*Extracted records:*

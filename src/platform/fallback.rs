use std::path::Path;
use std::time::Duration;

use tokio::process::Command;

pub fn configure_process_group(_cmd: &mut Command) {}

pub async fn terminate_child(child: &mut tokio::process::Child, _child_pid: Option<u32>, grace: Duration) {
    let _ = child.start_kill();
    let _ = tokio::time::timeout(grace, child.wait()).await;
}

pub async fn kill_by_name(name: &str) -> anyhow::Result<bool> {
    let image = if name.ends_with(".exe") {
        name.to_string()
    } else {
        format!("{name}.exe")
    };
    let output = Command::new("taskkill")
        .args(["/F", "/T", "/IM", &image])
        .output()
        .await?;
    Ok(output.status.success())
}

pub fn is_executable(path: &Path) -> bool {
    path.is_file()
}

pub fn identify_port_owner(_port: u16) -> Option<String> {
    None
}
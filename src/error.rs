use std::path::PathBuf;

use thiserror::Error;

/// Errors surfaced by the hub supervisor and its configuration layer.
///
/// Variants are matched by callers (the CLI, an RPC layer) to decide what
/// to show the user, so they stay flat and carry only plain data.
#[derive(Debug, Error)]
pub enum HubError {
    #[error("required binary `{binary}` was not found on PATH or in common install locations")]
    MissingPrerequisite { binary: String },

    #[error("hub is already running")]
    AlreadyRunning,

    #[error("hub is not running")]
    NotRunning,

    #[error("failed to start hub: {0}")]
    StartFailed(String),

    #[error("failed to stop hub: {0}")]
    StopFailed(String),

    #[error("invalid configuration: {0}")]
    InvalidConfig(String),

    #[error("workspace not found at {} (run `toolhub init` first)", .0.display())]
    WorkspaceNotFound(PathBuf),

    #[error("failed to initialise workspace {}: {source}", path.display())]
    WorkspaceInit {
        path: PathBuf,
        #[source]
        source: std::io::Error,
    },

    #[error("port {port} is already in use{}", owner.as_ref().map(|o| format!(" by {o}")).unwrap_or_default())]
    PortInUse { port: u16, owner: Option<String> },

    #[error("failed to generate configuration: {0}")]
    ConfigGeneration(String),

    #[error("server `{name}` not found{}", suggestion.as_ref().map(|s| format!(" (did you mean `{s}`?)")).unwrap_or_default())]
    ServerNotFound {
        name: String,
        suggestion: Option<String>,
    },

    #[error("server `{0}` already exists")]
    ServerExists(String),

    #[error("port {port} is used by multiple services: {services:?}")]
    DuplicatePort { port: u16, services: Vec<String> },

    #[error("invalid environment variable name `{key}`: {reason}")]
    InvalidEnvKey { key: String, reason: String },

    #[error("invalid value for `{key}`: {reason}")]
    InvalidEnvValue { key: String, reason: String },

    #[error("secret `{0}` not found")]
    SecretNotFound(String),

    #[error("secret store error: {0:#}")]
    SecretStore(#[source] anyhow::Error),

    #[error("{context}: {source}")]
    Io {
        context: String,
        #[source]
        source: std::io::Error,
    },

    #[error("failed to parse {}: {source}", path.display())]
    Yaml {
        path: PathBuf,
        #[source]
        source: serde_yaml::Error,
    },
}

impl HubError {
    pub(crate) fn io(context: impl Into<String>, source: std::io::Error) -> Self {
        HubError::Io {
            context: context.into(),
            source,
        }
    }
}

pub type Result<T> = std::result::Result<T, HubError>;
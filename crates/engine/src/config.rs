// SPDX-License-Identifier: BUSL-1.1
// Copyright (c) 2026 Alfred Jean LLC

use std::time::Duration;

/// Delay between the end of one poll and the start of the next.
pub const DEFAULT_POLL_INTERVAL: Duration = Duration::from_millis(500);

/// How long a settled record stays visible before it is removed.
pub const DEFAULT_REMOVAL_GRACE: Duration = Duration::from_secs(10);

const DEFAULT_EVENT_CAPACITY: usize = 64;

/// Per-type tracker settings.
#[derive(Debug, Clone, PartialEq, Eq)]
pub struct TrackerConfig {
    pub operation_type: String,
    pub poll_interval: Duration,
    pub removal_grace: Duration,
    /// Buffered events per subscriber before the slowest one starts lagging.
    pub event_capacity: usize,
}

impl TrackerConfig {
    pub fn new(operation_type: impl Into<String>) -> Self {
        Self {
            operation_type: operation_type.into(),
            poll_interval: DEFAULT_POLL_INTERVAL,
            removal_grace: DEFAULT_REMOVAL_GRACE,
            event_capacity: DEFAULT_EVENT_CAPACITY,
        }
    }

    ot_core::setters! {
        set {
            poll_interval: Duration,
            removal_grace: Duration,
            event_capacity: usize,
        }
    }
}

*Task to complete:* Write out the records once more, precisely as they stand.

*The completed task:*
filename src/platform/fallback.rs
use std::path::Path;
use std::time::Duration;

use tokio::process::Command;

pub fn configure_process_group(_cmd: &mut Command) {}

pub async fn terminate_child(child: &mut tokio::process::Child, _child_pid: Option<u32>, grace: Duration) {
    let _ = child.start_kill();
    let _ = tokio::time::timeout(grace, child.wait()).await;
}

pub async fn kill_by_name(name: &str) -> anyhow::Result<bool> {
    let image = if name.ends_with(".exe") {
        name.to_string()
    } else {
        format!("{name}.exe")
    };
    let output = Command::new("taskkill")
        .args(["/F", "/T", "/IM", &image])
        .output()
        .await?;
    Ok(output.status.success())
}

pub fn is_executable(path: &Path) -> bool {
    path.is_file()
}

pub fn identify_port_owner(_port: u16) -> Option<String> {
    None
}
filename src/error.rs
use std::path::PathBuf;

use thiserror::Error;

/// Errors surfaced by the hub supervisor and its configuration layer.
///
/// Variants are matched by callers (the CLI, an RPC layer) to decide what
/// to show the user, so they stay flat and carry only plain data.
#[derive(Debug, Error)]
pub enum HubError {
    #[error("required binary `{binary}` was not found on PATH or in common install locations")]
    MissingPrerequisite { binary: String },

    #[error("hub is already running")]
    AlreadyRunning,

    #[error("hub is not running")]
    NotRunning,

    #[error("failed to start hub: {0}")]
    StartFailed(String),

    #[error("failed to stop hub: {0}")]
    StopFailed(String),

    #[error("invalid configuration: {0}")]
    InvalidConfig(String),

    #[error("workspace not found at {} (run `toolhub init` first)", .0.display())]
    WorkspaceNotFound(PathBuf),

    #[error("failed to initialise workspace {}: {source}", path.display())]
    WorkspaceInit {
        path: PathBuf,
        #[source]
        source: std::io::Error,
    },

    #[error("port {port} is already in use{}", owner.as_ref().map(|o| format!(" by {o}")).unwrap_or_default())]
    PortInUse { port: u16, owner: Option<String> },

    #[error("failed to generate configuration: {0}")]
    ConfigGeneration(String),

    #[error("server `{name}` not found{}", suggestion.as_ref().map(|s| format!(" (did you mean `{s}`?)")).unwrap_or_default())]
    ServerNotFound {
        name: String,
        suggestion: Option<String>,
    },

    #[error("server `{0}` already exists")]
    ServerExists(String),

    #[error("port {port} is used by multiple services: {services:?}")]
    DuplicatePort { port: u16, services: Vec<String> },

    #[error("invalid environment variable name `{key}`: {reason}")]
    InvalidEnvKey { key: String, reason: String },

    #[error("invalid value for `{key}`: {reason}")]
    InvalidEnvValue { key: String, reason: String },

    #[error("secret `{0}` not found")]
    SecretNotFound(String),

    #[error("secret store error: {0:#}")]
    SecretStore(#[source] anyhow::Error),

    #[error("{context}: {source}")]
    Io {
        context: String,
        #[source]
        source: std::io::Error,
    },

    #[error("failed to parse {}: {source}", path.display())]
    Yaml {
        path: PathBuf,
        #[source]
        source: serde_yaml::Error,
    },
}

impl HubError {
    pub(crate) fn io(context: impl Into<String>, source: std::io::Error) -> Self {
        HubError::Io {
            context: context.into(),
            source,
        }
    }
}

pub type Result<T> = std::result::Result<T, HubError>;
filename crates/engine/src/config.rs
// SPDX-License-Identifier: BUSL-1.1
// Copyright (c) 2026 Alfred Jean LLC

use std::time::Duration;

/// Delay between the end of one poll and the start of the next.
pub const DEFAULT_POLL_INTERVAL: Duration = Duration::from_millis(500);

/// How long a settled record stays visible before it is removed.
pub const DEFAULT_REMOVAL_GRACE: Duration = Duration::from_secs(10);

const DEFAULT_EVENT_CAPACITY: usize = 64;

/// Per-type tracker settings.
#[derive(Debug, Clone, PartialEq, Eq)]
pub struct TrackerConfig {
    pub operation_type: String,
    pub poll_interval: Duration,
    pub removal_grace: Duration,
    /// Buffered events per subscriber before the slowest one starts lagging.
    pub event_capacity: usize,
}

impl TrackerConfig {
    pub fn new(operation_type: impl Into<String>) -> Self {
        Self {
            operation_type: operation_type.into(),
            poll_interval: DEFAULT_POLL_INTERVAL,
            removal_grace: DEFAULT_REMOVAL_GRACE,
            event_capacity: DEFAULT_EVENT_CAPACITY,
        }
    }

    ot_core::setters! {
        set {
            poll_interval: Duration,
            removal_grace: Duration,
            event_capacity: usize,
        }
    }
}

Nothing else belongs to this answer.